Hi everyone, I’m at JSM 2018 right now, so feel free to drop by my session or drop by in the halls! Just give me a tweet!

Back to the meat-and-potatoes of this post. A while ago I was running good old sample and comparing its performance to my lpm2_kdtree function in the BalancedSampling package (Grafström and Lisic, 2016). In this comparison I noticed that sample was in some cases slower than my balanced sampling method when using sampling weights.

library(BalancedSampling)
library(ggplot2)

# sampling proportion
f <- 0.1

# population size 
N_values <-  seq(from=5000, to=100000,length=10)

set.seed(99)

pi <- runif(100000)

result <- c()

for( N in N_values) {
  # get sample size 
  n <- round(f*N)

  ## run lpm2-kdtree

  start_time <- proc.time()[3]
  # to make things even we normalize pi
  pi_tmp <- pi[1:N] * n/sum(pi)
  # we probably don't want to balance by pi_tmp, but 
  # for checking speed this is fine
  lpm2_kdtree(pi_tmp,pi_tmp)
  end_time <- proc.time()[3] - start_time

  result <- rbind(result, c(f, N, 1, end_time ))

  ## run sample 

  index <- 1:N

  start_time <- proc.time()[3]
  # to make things even we normalize pi
  sample(index,size=n,prob=pi_tmp)
  end_time <- proc.time()[3] - start_time

  result <- rbind(result, c(f, N, 2, end_time ))
}


colnames(result) <-
  c('SamplingFraction', 'PopulationSize', 'Method','RunTime')
result <- as.data.frame(result)

result[c('SamplingFraction','Method')] <-
  lapply(result[c('SamplingFraction','Method')], as.factor)
levels(result$Method) <- c("lpm2_kdtree","sample")

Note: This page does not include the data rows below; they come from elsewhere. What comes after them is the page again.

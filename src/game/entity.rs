// Shared state of everything that can be hit

use glam::Vec2;

/// Position, facing and health shared by every combatant
#[derive(Debug, Clone, PartialEq)]
pub struct Entity {
    /// World position, mirrored from the physics body each tick
    pub position: Vec2,
    /// Facing angle in degrees
    pub rotation: f32,
    /// Collision footprint
    pub radius: f32,
    health: i32,
    max_health: i32,
    alive: bool,
}

impl Entity {
    pub fn new(position: Vec2, rotation: f32, radius: f32, max_health: i32) -> Self {
        let max_health = max_health.max(0);
        Self {
            position,
            rotation,
            radius,
            health: max_health,
            max_health,
            alive: max_health > 0,
        }
    }

    pub fn health(&self) -> i32 {
        self.health
    }

    pub fn max_health(&self) -> i32 {
        self.max_health
    }

    pub fn is_alive(&self) -> bool {
        self.alive
    }

    /// Subtract `amount` from health, clamping at zero
    ///
    /// Reaching zero kills the entity for good; damage on a dead entity
    /// changes nothing. Negative amounts count as zero.
    pub fn take_damage(&mut self, amount: i32) {
        self.health = (self.health - amount.max(0)).max(0);
        if self.health == 0 {
            self.alive = false;
        }
    }
}

#[cfg(test)]
mod tests {
    use super::*;

    fn entity(health: i32) -> Entity {
        Entity::new(Vec2::ZERO, 0.0, 0.5, health)
    }

    #[test]
    fn test_damage_below_health() {
        for d in [0, 1, 37, 99] {
            let mut e = entity(100);
            e.take_damage(d);
            assert!(e.is_alive());
            assert_eq!(e.health(), 100 - d);
        }
    }

    #[test]
    fn test_damage_at_or_above_health_kills() {
        for d in [100, 101, 250, i32::MAX] {
            let mut e = entity(100);
            e.take_damage(d);
            assert!(!e.is_alive());
            assert_eq!(e.health(), 0);

            // Further damage keeps it dead at zero
            e.take_damage(5);
            assert!(!e.is_alive());
            assert_eq!(e.health(), 0);
        }
    }

    #[test]
    fn test_negative_damage_is_ignored() {
        let mut e = entity(50);
        e.take_damage(-10);
        assert_eq!(e.health(), 50);
    }
}
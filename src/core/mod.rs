// Core utilities shared by engine and game code

pub mod math;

ggplot( aes(x=PopulationSize, y=RunTime, class=Method), data=result)+
  geom_line(aes(color=Method)) +
  ylab("Run Time (s)") +
  xlab("Population Size")

How could this be?

Let's condsider a few possible reasons.

Are you running an old version of R?

No, this was done with R 3.5.0, but results hold on 3.5.1.

Is this because you are a freedom hating Mac user?

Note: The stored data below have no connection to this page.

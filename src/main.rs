use std::time::Duration;

use anyhow::Result;
use glam::Vec2;
use log::info;

use horde_survival::core::math::direction_or_zero;
use horde_survival::engine::game_loop::{GameLoop, FIXED_TIMESTEP};
use horde_survival::game::characters::{Combatant, PlayerKind, ZombieKind};
use horde_survival::game::{CombatConfig, PowerUpKind, Simulation, SimulationStatus};

/// Give up on a wave that takes longer than this (simulated seconds)
const MAX_SIMULATED_SECS: f32 = 180.0;

fn main() -> Result<()> {
    // Initialize logger
    env_logger::Builder::from_default_env()
        .filter_level(log::LevelFilter::Info)
        .init();

    let player_kind: PlayerKind = match std::env::args().nth(1) {
        Some(name) => name.parse()?,
        None => PlayerKind::Sporty,
    };

    info!("Starting Horde Survival as {:?}...", player_kind);

    let mut sim = Simulation::new(CombatConfig::default(), player_kind, Vec2::ZERO)?;
    sim.add_wall(Vec2::new(0.0, 12.0), 12.0, 0.5);
    sim.add_wall(Vec2::new(0.0, -12.0), 12.0, 0.5);

    let wave: Vec<(ZombieKind, Vec2)> = ZombieKind::ALL
        .iter()
        .enumerate()
        .flat_map(|(i, &kind)| {
            (0..3).map(move |j| {
                let angle = (i * 3 + j) as f32 * std::f32::consts::TAU / 9.0;
                (kind, Vec2::from_angle(angle) * 8.0)
            })
        })
        .collect();
    sim.spawn_wave(&wave);
    sim.spawn_power_up(PowerUpKind::Frenzy, Vec2::new(2.0, 0.0));

    // Headless: feed the loop exactly one fixed step per frame
    let mut game_loop = GameLoop::new();
    let frame = Duration::from_micros(16_667);
    let mut status = SimulationStatus::Running;

    while status == SimulationStatus::Running && game_loop.simulated_secs() < MAX_SIMULATED_SECS {
        for _ in 0..game_loop.advance(frame) {
            steer_player(&mut sim);
            sim.player_attack();

            let report = sim.tick(FIXED_TIMESTEP);
            if report.damage_taken > 0 {
                info!(
                    "Player took {} damage, {} health left",
                    report.damage_taken,
                    sim.player().health()
                );
            }
            status = report.status;
        }

        if game_loop.tick_count() % 60 == 0 {
            sim.compact();
        }
    }

    match status {
        SimulationStatus::WaveCleared => info!(
            "Wave cleared in {:.1}s with {} health left",
            sim.elapsed(),
            sim.player().health()
        ),
        SimulationStatus::PlayerDead => info!(
            "Player fell after {:.1}s, {} zombies still standing",
            sim.elapsed(),
            sim.living_zombies()
        ),
        SimulationStatus::Running => info!(
            "Stopped after {:.1}s with {} zombies left",
            sim.elapsed(),
            sim.living_zombies()
        ),
    }

    Ok(())
}

/// Walk towards the closest living zombie
fn steer_player(sim: &mut Simulation) {
    let position = sim.player().position();
    let target = sim
        .zombies()
        .iter()
        .filter(|(_, zombie)| zombie.is_alive())
        .map(|(_, zombie)| zombie.position())
        .min_by(|a, b| a.distance_squared(position).total_cmp(&b.distance_squared(position)));

    let intent = match target {
        Some(target) if !sim.player().in_reach(target) => direction_or_zero(target - position),
        _ => Vec2::ZERO,
    };
    sim.player_mut().set_move_intent(intent);
}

Nope, I get similar results in Linux

Is this due to the revsort in ProbSampleNoReplace found in random.c?

How amazingly prescient of you! If you track down the code path, the method used for sampling has a revsort call right at the begining (Line 323). Some basic testing seems to identify this as the likely culprit. Therefore, it might be possible to speed up sampling by checking if the probabilities are sorted.

Keep in mind that there are likely good reasons for R to use this method relative to others, including the alternative method below. One is computational stability, split sampling through the pivotal methods tends to work well when sample sizes aren't extremely small. However, I don't have any good comparisons of methods, if anyone knows please let me know, doing a literature search on this is pretty far down on my todo list.

That's great, but what can I do to improve my weighted or PPS sampling?

Well, I wrote a quick pivotal method implementation (think LPM2 without balancing) that seems to work. It's available as split_sample on my github version of BalancedSampling. There is also UPrandompivotal in the sampling package (Tillé and Matei, 2016). However, my implementation seems to be considerably faster. We will take a look at this in another blog post.

Finally, keep in mind that split_sample probably isn't as well tested as UPrandompivotal. So I'm happy to take any feedback.

library(devtools)
install_github("jlisic/BalancedSampling")
library(BalancedSampling)
library(ggplot2)
library(sampling)

# sampling proportion
f <- 0.1

# population size 
N_values <-  seq(from=5000, to=100000,length=10)

set.seed(99)

pi <- runif(100000)

result <- c()

for( N in N_values) {
  # get sample size 
  n <- round(f*N)

  ## run lpm2-kdtree

  start_time <- proc.time()[3]
  # to make things even we normalize pi
  pi_tmp <- pi[1:N] * n/sum(pi)
  # we probably don't want to balance by pi_tmp, but 
  # for checking speed this is fine
  lpm2_kdtree(pi_tmp,pi_tmp)
  end_time <- proc.time()[3] - start_time

  result <- rbind(result, c(f, N, 1, end_time ))


  ## run pivotal method (BalancedSampling) 

  index <- 1:N

  start_time <- proc.time()[3]
  # to make things even we normalize pi
  pi_tmp <- pi[1:N] * n/sum(pi)
  split_sample(pi_tmp)
  end_time <- proc.time()[3] - start_time

  result <- rbind(result, c(f, N, 2, end_time ))


  ## run pivotal sampling (sampling) 

  index <- 1:N

  start_time <- proc.time()[3]
  # to make things even we normalize pi
  pi_tmp <- pi[1:N] * n/sum(pi)
  UPrandompivotal(pi_tmp)
  end_time <- proc.time()[3] - start_time

  result <- rbind(result, c(f, N, 3, end_time ))
}


colnames(result) <-
  c('SamplingFraction', 'PopulationSize', 'Method','RunTime')
result <- as.data.frame(result)

result[c('SamplingFraction','Method')] <-
  lapply(result[c('SamplingFraction','Method')], as.factor)
levels(result$Method) <-
  c("lpm2_kdtree","BalancedSampling::split_sample",
    "sampling::UPrandompivotal")

ggplot( aes(x=PopulationSize, y=RunTime, class=Method), data=result)+
  geom_line(aes(color=Method)) +
  ylab("Run Time (s)") +
  xlab("Population Size")

Have a great JSM!

References

Grafström, A., Lisic, J.: BalancedSampling: balanced and spatially balanced sampling. R package version 1.5.2. https://CRAN.R-project.org/package=BalancedSampling. Accessed August 28, 2018. (2016)

Tillé, Y., Matei, M.: sampling: Survey Sampling. R package version 2.8. https://CRAN.R-project.org/package=sampling. Accessed August 28, 2018. (2016)